Listen to John Piper’s podcast on Heaven is For Real  here.  Below is a quote:

God’s beef with necromancy is that it belittles the sufficiency of his communication. Why would you inquire of the dead to find out what you want to know instead of inquiring of me? And if they say: Well, I have inquired of you and you didn’t tell me what I want to know. He would say: Well, that is your problem. I have told you what you need to know. You don’t need to know about such and such if I haven’t told you. And, in fact, if you go trying to inquire about such and such that I haven’t told you, you are dishonoring me. So that is the nature of the argument. And, therefore, I think the prohibition of séances and necromancy applies to this kind of thing and people ought to stop writing those books.

You may also like...

7 Responses

  1. Alida Vander Horst says:

    Well said. I also read the book because it was suggested for book club and absolutely agree with you. I will be sending a link to your blog to our book club.

  2. Julie says:

    Thank you for this.

  3. MV says:

    Hi. I was given it to read by a friend in church who really liked it and said it was a great picture of heaven. You put into words what I was thinking about it.

  4. Katherine says:

    I also think of the parable of Lazarus and the rich man in Luke 16, they both die and the rich man goes to hell and Lazarus goes to heaven, the rich man then asks that Lazarus go back to earth to the rich man’s brothers to warn them of hell because they would listen to someone from the dead. Lazarus is not sent back to earth to say anything about Heaven or hell we are to believe from the scripture not from anywhere else.

  5. Garrett says:

    Hey Ryan, you mentioned that Paul was shown heaven but forbidden to tell of his experience. What about John when he was as well taken up and now we are blessed with the details of his experience? Or where was the soul of Lazarus for the days he was buried, or the only son of the widow that Jesus met on the way to be buried. Or the boy who Elijah prayed over? These were all dead and were given life again. Could it not be they were in heaven or hell?
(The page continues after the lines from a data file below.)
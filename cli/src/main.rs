// Copyright 2025 Adobe. All rights reserved.
// This file is licensed to you under the Apache License,
// Version 2.0 (http://www.apache.org/licenses/LICENSE-2.0)
// or the MIT license (http://opensource.org/licenses/MIT),
// at your option.
// Unless required by applicable law or agreed to in writing,
// this software is distributed on an "AS IS" BASIS, WITHOUT
// WARRANTIES OR REPRESENTATIONS OF ANY KIND, either express or
// implied. See the LICENSE-MIT and LICENSE-APACHE files for the
// specific language governing permissions and limitations under
// each license.

#![doc = include_str!("../README.md")]

use std::process::exit;

use anyhow::Result;
use clap::Parser;

mod commands;
mod settings;

use commands::CliArgs;

fn main() -> Result<()> {
    let args = CliArgs::parse();

    // set RUST_LOG=debug to get detailed debug logging
    if std::env::var("RUST_LOG").is_err() {
        let level = match args.verbose {
            0 => "error",
            1 => "warn",
            2 => "info",
            _ => "debug",
        };
        std::env::set_var("RUST_LOG", level);
    }
    env_logger::init();

    if !args.command.execute()? {
        exit(1);
    }

    Ok(())
}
    This is not something I have studied nor is it something I have an answer to, it is a question I have asked myself but before. Is such a thing possible, God is not limited as we are.

    I have a coworker whose husband has been going through some major heart issues, to the point of I think 6/7 rrescusitations and a heart transplant. He reports feeling the defib shocking him and hearing his wife call to him and he was traveling towards a great bright light. He is not a Christian nor his wife. But could not that bright light be the glory of God sitting on his judgment thrown we read about in Revelation?

    Like I said, I don’t know, but could it be? Would love to hear or read your further thoughts on this.